She is in no way hyper-sexualized (I’m looking your way Overwatch) Her clothing and everyone else’s, is utilitarian and appropriate for the environments she lives in, and so far, I have not encountered anything with her or any other character that made me go “WTF?”and trust me, my radar for that shit is HIGHLY SENSITIVE.  This isn’t Avatar, people.  It’s not John Smith. It’s not The Great Wall or Pocahontas.  This isn’t white dude shows up and saves the helpless non-white people while helpless native woman falls in love with him stuff.  It’s a fictitious future where we maniacs blew it up, damn us all to hell!

But here’s the more annoying thing for me as an actual Anishinabe.  I don’t need people speaking for me or getting offended on my behalf.  I am very capable of doing that myself. I am also in no way writing this claiming to be speaking for any other NA people or persons. It’s based on my observations from actually playing HZD and examining the various fictional “cultural” elements in the game.

If you see a skin tied inside a hoop and automatically assume it’s a dreamcatcher” ripping off “our culture” (FYI Dreamcatchers are a 20th century thing whose popularity was a result of pan-Indianism that exploded in the 70s.) or if you see feathers on a spear or as part of a costume (nowhere is anyone wearing a single eagle feather in the back of a beaded headband or a Dakota looking headdress either) and automatically presume it to be ripping off NA culture, you’re REEEEEEEEEEALY reaching.  If you think caring for the environment, obeying matriarchs, worshipping elemental spirits, or making your own clothes is solely the property of NA culture, see previous statement.

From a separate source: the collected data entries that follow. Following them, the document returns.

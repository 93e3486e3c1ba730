//! Coordinated move planning.
//!
//! A [`CoordinatedMove`] goes `Validated -> Armed`, then executes and is
//! reconciled. Rejection only happens in [`CoordinatedMove::validate`], before
//! any output is driven.

use core::marker::PhantomData;

use crate::axis::{AxisHooks, AxisId, AxisState, StepperAxis};
use crate::error::{AxisError, Result};

use super::line::{LineSteps, StepTiming};
use super::profile::Direction;
use super::state::{Armed, MoveState, StateName, Validated};

/// One axis's share of a coordinated move.
#[derive(Debug, Clone, Copy, PartialEq, Eq)]
pub struct AxisLeg {
    /// Position before the move.
    pub start: i64,
    /// Validated target position.
    pub target: i64,
    /// Step count (magnitude of `target - start`).
    pub steps: u32,
    /// Travel direction.
    pub direction: Direction,
}

impl AxisLeg {
    fn plan(axis: AxisId, state: &AxisState, delta: i64) -> Result<Self> {
        let start = state.current_position();
        let out_of_bounds = |target| AxisError::OutOfBounds {
            axis,
            target,
            max: state.max_position(),
        };

        let target = start
            .checked_add(delta)
            .ok_or_else(|| out_of_bounds(if delta > 0 { i64::MAX } else { i64::MIN }))?;
        state.check_target(axis, target)?;

        let steps = u32::try_from(delta.unsigned_abs()).map_err(|_| out_of_bounds(target))?;
        if steps > 0 && !state.is_enabled() {
            return Err(AxisError::Disabled(axis).into());
        }

        Ok(Self {
            start,
            target,
            steps,
            direction: Direction::from_delta(delta),
        })
    }

    /// Whether this axis moves at all.
    #[inline]
    pub fn moves(&self) -> bool {
        self.steps > 0
    }

    /// Position after `done` of `steps` pulses.
    #[inline]
    pub fn reached(&self, done: u32) -> i64 {
        self.start + self.direction.sign() * i64::from(done.min(self.steps))
    }
}

/// A coordinated two-axis move in state `S`.
#[derive(Debug, Clone, Copy)]
pub struct CoordinatedMove<S: MoveState> {
    x: AxisLeg,
    y: AxisLeg,
    _state: PhantomData<S>,
}

impl<S: MoveState + StateName> CoordinatedMove<S> {
    /// X leg.
    #[inline]
    pub fn x(&self) -> &AxisLeg {
        &self.x
    }

    /// Y leg.
    #[inline]
    pub fn y(&self) -> &AxisLeg {
        &self.y
    }

    /// Leg for an axis.
    pub fn leg(&self, axis: AxisId) -> &AxisLeg {
        match axis {
            AxisId::X => &self.x,
            AxisId::Y => &self.y,
        }
    }

    /// Validated target `(x, y)`.
    #[inline]
    pub fn target(&self) -> (i64, i64) {
        (self.x.target, self.y.target)
    }

    /// Whether neither axis moves.
    #[inline]
    pub fn is_empty(&self) -> bool {
        !self.x.moves() && !self.y.moves()
    }

    /// Total pulses over both axes.
    #[inline]
    pub fn total_steps(&self) -> u64 {
        u64::from(self.x.steps) + u64::from(self.y.steps)
    }

    /// Get the current state name.
    #[inline]
    pub fn state_name(&self) -> &'static str {
        S::name()
    }
}

impl CoordinatedMove<Validated> {
    /// Check a relative move against both axes at once.
    ///
    /// Either both targets are inside `[0, max_position]` and every moving
    /// axis is enabled, or the move is rejected as a whole.
    pub fn validate(x: &AxisState, y: &AxisState, dx: i64, dy: i64) -> Result<Self> {
        let x = AxisLeg::plan(AxisId::X, x, dx)?;
        let y = AxisLeg::plan(AxisId::Y, y, dy)?;
        Ok(Self {
            x,
            y,
            _state: PhantomData,
        })
    }

    /// Set DIR on every moving axis.
    pub fn arm<X, Y>(self, x_axis: &mut X, y_axis: &mut Y) -> Result<CoordinatedMove<Armed>>
    where
        X: StepperAxis,
        Y: StepperAxis,
    {
        if self.x.moves() {
            x_axis.set_direction(self.x.direction)?;
        }
        if self.y.moves() {
            y_axis.set_direction(self.y.direction)?;
        }
        Ok(CoordinatedMove {
            x: self.x,
            y: self.y,
            _state: PhantomData,
        })
    }
}

impl CoordinatedMove<Armed> {
    /// The pulse sequence for this move.
    pub fn line(&self, timing: StepTiming) -> LineSteps {
        LineSteps::new(self.x.steps, self.y.steps, timing)
    }

    /// Force both positions to the validated target.
    pub fn reconcile<X, Y>(self, x_axis: &mut X, y_axis: &mut Y)
    where
        X: StepperAxis,
        Y: StepperAxis,
    {
        AxisHooks::set_position(x_axis, self.x.target);
        AxisHooks::set_position(y_axis, self.y.target);
    }
}
//! Unit test harness for gantry-motion.
//!
//! This module organizes unit tests for each component of the library.

mod config_parsing;
mod config_validation;
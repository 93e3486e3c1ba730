//! Simulated hardware backend.
//!
//! Implements the same capability traits as real hardware so a gantry can be
//! built and exercised without GPIO or a pulse daemon. Every handle is cheap
//! to clone and clones share state, so tests keep a clone to inspect after
//! handing the original to the driver.

use std::sync::atomic::{AtomicBool, AtomicU32, AtomicU64, Ordering};
use std::sync::{Arc, Mutex, MutexGuard};
use std::vec::Vec;

use embedded_hal::delay::DelayNs;
use embedded_hal::digital::{self, ErrorKind, ErrorType, InputPin, OutputPin};

use crate::error::WaveError;
use crate::wave::{Pulse, PulseWaveTransport};

/// Failure injected into a simulated pin.
#[derive(Debug, Clone, Copy, PartialEq, Eq)]
pub struct SimPinError;

impl digital::Error for SimPinError {
    fn kind(&self) -> ErrorKind {
        ErrorKind::Other
    }
}

#[derive(Debug, Default)]
struct PinShared {
    level: AtomicBool,
    rising_edges: AtomicU32,
    writes: AtomicU32,
    fail_after: AtomicU32,
}

/// Read-only view of a [`SimPin`].
#[derive(Debug, Clone)]
pub struct PinProbe(Arc<PinShared>);

impl PinProbe {
    /// Current output level.
    pub fn is_high(&self) -> bool {
        self.0.level.load(Ordering::SeqCst)
    }

    /// LOW to HIGH transitions so far.
    pub fn rising_edges(&self) -> u32 {
        self.0.rising_edges.load(Ordering::SeqCst)
    }

    /// Successful writes so far.
    pub fn writes(&self) -> u32 {
        self.0.writes.load(Ordering::SeqCst)
    }
}

/// Recording output pin.
#[derive(Debug, Clone)]
pub struct SimPin(Arc<PinShared>);

impl SimPin {
    /// Output starting LOW.
    pub fn new() -> Self {
        let shared = PinShared {
            fail_after: AtomicU32::new(u32::MAX),
            ..PinShared::default()
        };
        Self(Arc::new(shared))
    }

    /// Output whose writes fail once `writes` writes have succeeded.
    pub fn failing_after(writes: u32) -> Self {
        let pin = Self::new();
        pin.0.fail_after.store(writes, Ordering::SeqCst);
        pin
    }

    /// Observer sharing this pin's state.
    pub fn probe(&self) -> PinProbe {
        PinProbe(Arc::clone(&self.0))
    }

    fn drive(&mut self, high: bool) -> Result<(), SimPinError> {
        let shared = &self.0;
        if shared.writes.load(Ordering::SeqCst) >= shared.fail_after.load(Ordering::SeqCst) {
            return Err(SimPinError);
        }
        shared.writes.fetch_add(1, Ordering::SeqCst);
        let was_high = shared.level.swap(high, Ordering::SeqCst);
        if high && !was_high {
            shared.rising_edges.fetch_add(1, Ordering::SeqCst);
        }
        Ok(())
    }
}

impl Default for SimPin {
    fn default() -> Self {
        Self::new()
    }
}

impl ErrorType for SimPin {
    type Error = SimPinError;
}

impl OutputPin for SimPin {
    fn set_low(&mut self) -> Result<(), Self::Error> {
        self.drive(false)
    }

    fn set_high(&mut self) -> Result<(), Self::Error> {
        self.drive(true)
    }
}

/// When a simulated endstop reports "pressed".
#[derive(Debug, Clone)]
pub enum Trigger {
    /// Never pressed.
    Never,
    /// Always pressed.
    Always,
    /// Pressed once the watched STEP pin has produced this many rising edges.
    AfterPulses(PinProbe, u32),
}

/// Scripted endstop input.
#[derive(Debug, Clone)]
pub struct SimEndstop {
    trigger: Trigger,
    active_low: bool,
    reads: Arc<AtomicU32>,
}

impl SimEndstop {
    /// Endstop with the given trigger, reading LOW when pressed.
    pub fn new(trigger: Trigger) -> Self {
        Self {
            trigger,
            active_low: true,
            reads: Arc::new(AtomicU32::new(0)),
        }
    }

    /// Choose the electrical polarity.
    pub fn active_low(mut self, active_low: bool) -> Self {
        self.active_low = active_low;
        self
    }

    /// Reads so far (shared between clones).
    pub fn reads(&self) -> u32 {
        self.reads.load(Ordering::SeqCst)
    }

    fn pressed(&self) -> bool {
        self.reads.fetch_add(1, Ordering::SeqCst);
        match &self.trigger {
            Trigger::Never => false,
            Trigger::Always => true,
            Trigger::AfterPulses(probe, pulses) => probe.rising_edges() >= *pulses,
        }
    }
}

impl ErrorType for SimEndstop {
    type Error = SimPinError;
}

impl InputPin for SimEndstop {
    fn is_high(&mut self) -> Result<bool, Self::Error> {
        Ok(self.pressed() != self.active_low)
    }

    fn is_low(&mut self) -> Result<bool, Self::Error> {
        Ok(self.pressed() == self.active_low)
    }
}

/// Delay provider that only accumulates the requested time.
#[derive(Debug, Clone, Default)]
pub struct SimDelay(Arc<AtomicU64>);

impl SimDelay {
    /// New delay at zero elapsed time.
    pub fn new() -> Self {
        Self::default()
    }

    /// Total requested sleep in nanoseconds.
    pub fn elapsed_ns(&self) -> u64 {
        self.0.load(Ordering::SeqCst)
    }
}

impl DelayNs for SimDelay {
    fn delay_ns(&mut self, ns: u32) {
        self.0.fetch_add(u64::from(ns), Ordering::SeqCst);
    }
}

/// Everything a [`SimWaveTransport`] has been asked to do.
#[derive(Debug, Clone, Default, PartialEq, Eq)]
pub struct WaveLog {
    /// Waves that were transmitted, in order.
    pub waves: Vec<Vec<Pulse>>,
    /// GPIOs configured as outputs, in order.
    pub outputs: Vec<u8>,
    /// Level writes, in order.
    pub writes: Vec<(u8, bool)>,
    /// Wave ids created.
    pub created: Vec<u32>,
    /// Wave ids deleted.
    pub deleted: Vec<u32>,
    /// Reconnects performed.
    pub reconnects: u32,
}

#[derive(Debug, Default)]
struct WaveShared {
    log: WaveLog,
    pending: Vec<Pulse>,
    built: Vec<(u32, Vec<Pulse>)>,
    next_id: u32,
    sends: u32,
    failures: Vec<(u32, WaveError)>,
    busy: bool,
}

/// Recording wave daemon with fault injection.
///
/// Reports "busy" exactly once after each transmitted wave.
#[derive(Debug, Clone, Default)]
pub struct SimWaveTransport(Arc<Mutex<WaveShared>>);

impl SimWaveTransport {
    /// New transport with an empty log.
    pub fn new() -> Self {
        Self::default()
    }

    /// Fail the `nth` (1-based) `wave_send_once` call with a connection reset.
    pub fn fail_send(self, nth: u32) -> Self {
        self.fail_send_with(nth, WaveError::ConnectionReset)
    }

    /// Fail the `nth` (1-based) `wave_send_once` call with `error`.
    pub fn fail_send_with(self, nth: u32, error: WaveError) -> Self {
        self.shared().failures.push((nth, error));
        self
    }

    /// Snapshot of the log.
    pub fn log(&self) -> WaveLog {
        self.shared().log.clone()
    }

    fn shared(&self) -> MutexGuard<'_, WaveShared> {
        // A panic while holding the lock only happens inside a failing test.
        match self.0.lock() {
            Ok(guard) => guard,
            Err(poisoned) => poisoned.into_inner(),
        }
    }
}

impl PulseWaveTransport for SimWaveTransport {
    fn set_output(&mut self, gpio: u8) -> Result<(), WaveError> {
        self.shared().log.outputs.push(gpio);
        Ok(())
    }

    fn write(&mut self, gpio: u8, high: bool) -> Result<(), WaveError> {
        self.shared().log.writes.push((gpio, high));
        Ok(())
    }

    fn wave_clear(&mut self) -> Result<(), WaveError> {
        let mut shared = self.shared();
        shared.pending.clear();
        shared.built.clear();
        Ok(())
    }

    fn wave_add_generic(&mut self, pulses: &[Pulse]) -> Result<u32, WaveError> {
        let mut shared = self.shared();
        shared.pending.extend_from_slice(pulses);
        Ok(shared.pending.len() as u32)
    }

    fn wave_create(&mut self) -> Result<u32, WaveError> {
        let mut shared = self.shared();
        let id = shared.next_id;
        shared.next_id += 1;
        let pulses = core::mem::take(&mut shared.pending);
        shared.built.push((id, pulses));
        shared.log.created.push(id);
        Ok(id)
    }

    fn wave_send_once(&mut self, wave_id: u32) -> Result<u32, WaveError> {
        let mut shared = self.shared();
        shared.sends += 1;
        let send = shared.sends;
        if let Some(i) = shared.failures.iter().position(|(nth, _)| *nth == send) {
            let (_, error) = shared.failures.remove(i);
            return Err(error);
        }

        let pulses = shared
            .built
            .iter()
            .find(|(id, _)| *id == wave_id)
            .map(|(_, p)| p.clone())
            .ok_or(WaveError::Command {
                command: 51,
                code: -66,
            })?;
        let count = pulses.len() as u32;
        shared.log.waves.push(pulses);
        shared.busy = true;
        Ok(count)
    }

    fn wave_tx_busy(&mut self) -> Result<bool, WaveError> {
        let mut shared = self.shared();
        Ok(core::mem::replace(&mut shared.busy, false))
    }

    fn wave_delete(&mut self, wave_id: u32) -> Result<(), WaveError> {
        let mut shared = self.shared();
        shared.built.retain(|(id, _)| *id != wave_id);
        shared.log.deleted.push(wave_id);
        Ok(())
    }

    fn reconnect(&mut self) -> Result<(), WaveError> {
        let mut shared = self.shared();
        shared.pending.clear();
        shared.built.clear();
        shared.log.reconnects += 1;
        Ok(())
    }
}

By all means get offended.  Get offended by Chief Wahoo.  Get offended by the Washington Redskins.  Get offended that thousands of Native women have been murdered or gone missing and nothing’s been done about it.  Get offended by Johnny Depp or Robert Beltran playing Native people instead of actual Native people getting those roles.  Get offended by shit like Adam Sandler’s “Ridiculous 6” where a native woman is called a “hot piece of red prairie meat” or Depp’s “Lone Ranger” movie.

Get offended that my family was destroyed by the Residential Schools and that the 60s scoop took babies away from their families and people, that forced sterilizations took place and mass graves of dead Native children exist at former Residential School sites.

Don’t just jump on the I’m offended bandwagon because you saw some feathers or skins or spears or bows in a game and immediately grew indignant and wanted to claim them as OUR culture.  They’re not.  They’re almost globally universal in numerous cultures at various points in time.  Get offended, as she rightly mentioned, when the game Overwatch sexualizes the shit out of almost every female character and takes West Coast tribal art and makes a costume out of it.  

THAT is appropriation.  White people holding powwows in Europe (powwows are also pretty much not traditional and are extremely pan-Indian, not to mention full of us appropriating each other’s Native cultures ie. Dakotas wearing Jingle Dresses, Ojibway wearing Dakota regalia, etc) is appropriation.

This game……I’m just not seeing it the same way.  And I’m nobody.  I have no ties to Guerilla or anybody other than myself and my community.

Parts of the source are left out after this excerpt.